The spies' ringleader is Barbara's dramatic coach, Cheli Scott, who spends the night at the Lawry home and immediately suspects Mac is not what he seems. Stephen arrives home and Cheli threatens to have Norma’s face disfigured in Stephen's presence unless he surrenders the final step to his invention. Mac, under guard, is locked in the cellar and sends Friday for help. When Hansen is sent to kill him, Mac knocks out the light there to gain an advantage in the total darkness, then overpowers him.
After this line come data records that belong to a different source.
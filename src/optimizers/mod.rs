//! Parameter update rules
//!
//! Gradients accumulated over a batch are turned into new weights and biases
//! here. The update is plain mini-batch SGD; weight decay is a pluggable
//! [`Regularization`] that also contributes to the reported cost.
//!
//! # Available policies
//!
//! - `Null`: no decay
//! - `L1`: subtracts `sign(w) * η * λ / n`
//! - `L2`: multiplies by `1 - η * λ / n`
//!
//! with η the effective step, λ the decay rate and n the training-set size.

pub mod regularization;
pub mod sgd;

pub use regularization::Regularization;
pub use sgd::Sgd;
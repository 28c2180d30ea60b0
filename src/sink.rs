//! Result stream of training and inference runs.
//!
//! The network reports progress through a [`LogSink`] and never formats
//! anything itself. [`TsvSink`] renders events as the tab-separated lines the
//! `nnet` binary prints and `infview` reads back.

use crate::error::{NetError, Result};
use std::io::Write;

/// End of one training epoch.
#[derive(Debug, Clone, Copy, PartialEq)]
pub struct EpochReport {
    pub epoch_index: usize,
    pub train_correct: usize,
    pub train_cost: f64,
    pub eval_correct: usize,
    pub eval_cost: f64,
}

/// End of a whole training run, aggregated over every epoch.
#[derive(Debug, Clone, Copy, PartialEq)]
pub struct TrainingReport {
    pub total_train_correct: usize,
    pub train_cost_average: f64,
    pub total_eval_correct: usize,
    pub eval_cost_average: f64,
}

/// One inferred image.
#[derive(Debug, Clone, Copy, PartialEq, Eq)]
pub struct InferImageReport {
    /// Position within this inference run.
    pub infer_index: usize,
    /// Position within the source dataset.
    pub image_index: usize,
    pub label: usize,
    pub answer: usize,
}

/// End of an inference run.
#[derive(Debug, Clone, Copy, PartialEq)]
pub struct InferReport {
    pub correct: usize,
    pub cost: f64,
}

/// Observer of training and inference events. Every method defaults to a no-op.
pub trait LogSink {
    fn done_train_epoch(&mut self, _report: &EpochReport) -> Result<()> {
        Ok(())
    }

    fn done_train(&mut self, _report: &TrainingReport) -> Result<()> {
        Ok(())
    }

    fn done_infer_image(&mut self, _report: &InferImageReport) -> Result<()> {
        Ok(())
    }

    fn done_infer(&mut self, _report: &InferReport) -> Result<()> {
        Ok(())
    }
}

/// Discards every event.
#[derive(Debug, Default, Clone, Copy)]
pub struct NullSink;

impl LogSink for NullSink {}

/// Writes one tab-separated line per event.
pub struct TsvSink<W: Write> {
    writer: W,
}

impl<W: Write> TsvSink<W> {
    pub fn new(writer: W) -> Self {
        Self { writer }
    }

    pub fn into_inner(self) -> W {
        self.writer
    }
}

impl<W: Write> LogSink for TsvSink<W> {
    fn done_train_epoch(&mut self, r: &EpochReport) -> Result<()> {
        writeln!(
            self.writer,
            "doneTrainEpoch\t{}\t{}\t{}\t{}\t{}",
            r.epoch_index, r.train_correct, r.train_cost, r.eval_correct, r.eval_cost
        )?;
        Ok(())
    }

    fn done_train(&mut self, r: &TrainingReport) -> Result<()> {
        writeln!(
            self.writer,
            "doneTrain\t{}\t{}\t{}\t{}",
            r.total_train_correct, r.train_cost_average, r.total_eval_correct, r.eval_cost_average
        )?;
        self.writer.flush()?;
        Ok(())
    }

    fn done_infer_image(&mut self, r: &InferImageReport) -> Result<()> {
        writeln!(
            self.writer,
            "doneInferImage\t{}\t{}\t{}\t{}",
            r.infer_index, r.image_index, r.label, r.answer
        )?;
        Ok(())
    }

    fn done_infer(&mut self, r: &InferReport) -> Result<()> {
        writeln!(self.writer, "doneInfer\t{}\t{}", r.correct, r.cost)?;
        self.writer.flush()?;
        Ok(())
    }
}

impl InferImageReport {
    /// Parse a `doneInferImage` line.
    ///
    /// Lines of any other kind yield `Ok(None)`; a `doneInferImage` line with
    /// the wrong field count or a non-numeric field is an error.
    pub fn parse_line(line: &str) -> Result<Option<Self>> {
        let tokens: Vec<&str> = line.split([' ', '\t']).filter(|t| !t.is_empty()).collect();
        if tokens.first() != Some(&"doneInferImage") {
            return Ok(None);
        }
        if tokens.len() != 5 {
            return Err(NetError::Log(format!(
                "expected 5 fields, found {}: '{}'",
                tokens.len(),
                line
            )));
        }
        let field = |i: usize| -> Result<usize> {
            tokens[i]
                .parse()
                .map_err(|_| NetError::Log(format!("'{}' is not an unsigned integer", tokens[i])))
        };
        Ok(Some(Self {
            infer_index: field(1)?,
            image_index: field(2)?,
            label: field(3)?,
            answer: field(4)?,
        }))
    }

    pub fn is_mistake(&self) -> bool {
        self.label != self.answer
    }
}

#[cfg(test)]
mod tests {
    use super::*;

    #[test]
    fn test_tsv_lines() {
        let mut sink = TsvSink::new(Vec::new());
        sink.done_train_epoch(&EpochReport {
            epoch_index: 0,
            train_correct: 7,
            train_cost: 0.5,
            eval_correct: 3,
            eval_cost: 0.25,
        })
        .unwrap();
        sink.done_infer(&InferReport {
            correct: 9,
            cost: 1.5,
        })
        .unwrap();

        let text = String::from_utf8(sink.into_inner()).unwrap();
        assert_eq!(text, "doneTrainEpoch\t0\t7\t0.5\t3\t0.25\ndoneInfer\t9\t1.5\n");
    }

    #[test]
    fn test_infer_image_line_round_trip() {
        let report = InferImageReport {
            infer_index: 2,
            image_index: 12,
            label: 4,
            answer: 9,
        };
        let mut sink = TsvSink::new(Vec::new());
        sink.done_infer_image(&report).unwrap();
        let text = String::from_utf8(sink.into_inner()).unwrap();

        let parsed = InferImageReport::parse_line(text.trim_end()).unwrap();
        assert_eq!(parsed, Some(report));
        assert!(report.is_mistake());
    }

    #[test]
    fn test_parse_ignores_other_kinds() {
        assert_eq!(InferImageReport::parse_line("doneInfer\t9\t1.5").unwrap(), None);
        assert_eq!(InferImageReport::parse_line("").unwrap(), None);
    }

    #[test]
    fn test_parse_rejects_bad_field_count() {
        let err = InferImageReport::parse_line("doneInferImage\t1\t2\t3").unwrap_err();
        assert!(matches!(err, NetError::Log(_)));
        assert!(InferImageReport::parse_line("doneInferImage\t1\t2\tx\t4").is_err());
    }
}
Marty and Friday return with the police, and Stephen and Norma leave for Washington. Barbara, however, remains cheerfully behind to paint the town with her new "Uncle Mac."

==Production==
Eyes in the Night had originally been assigned to longtime MGM staff director Edward Sedgwick, who had proven effective with offbeat subjects but was usually a comedy director. Producer Jack Chertok, formerly in charge of the studio's dramatic Crime Does Not Pay short subjects, judged Sedgwick's approach to the Maclain story as being too lightweight, and he replaced Sedgwick during production with promising short-subjects director Fred Zinnemann. Sedgwick was reassigned to a more suitable subject, the Laurel and Hardy comedy Air Raid Wardens.

==Reception==
Trade critics questioned the plausibility of the Nazi-agents story but liked the novel premise. Film Daily: "Without the benefit of eyesight, the sleuth is able to accomplish more than many a movie gumshoe with two good optics. This may be overburdening the credulity a bit, but it is admittedly a device of great effectiveness." Film Bulletin: "First-rate acting treatment but it fails to make a completely convincing film. Picture has far too many highly melodramatic moments. The unusual character of a blind detective who is guided by his seeing eye dog is the saving grace of Eyes in the Night, and this angle can be exploited to attract mystery fans. Edward Arnold is excellent in the difficult role of the blind detective." Trade publisher Pete Harrison: "This melodrama adds up as pretty good program fare. The story is routine and farfetched but it holds one's interest fairly well, for it offers fast action, a few exciting situations, and comedy. Friday the dog is exceptionally good." The Exhibitor: "Better-than-average programmer; top dualler [for double-feature programs]. There is not much mystery in the picture, most of the suspense coming from the play between blind Arnold and the Nazis. Arnold is excellent as the blind detective."

According to MGM records, the film earned $513,000 in the U.S. and Canada and $465,000 in other markets, resulting in a profit of $230,000.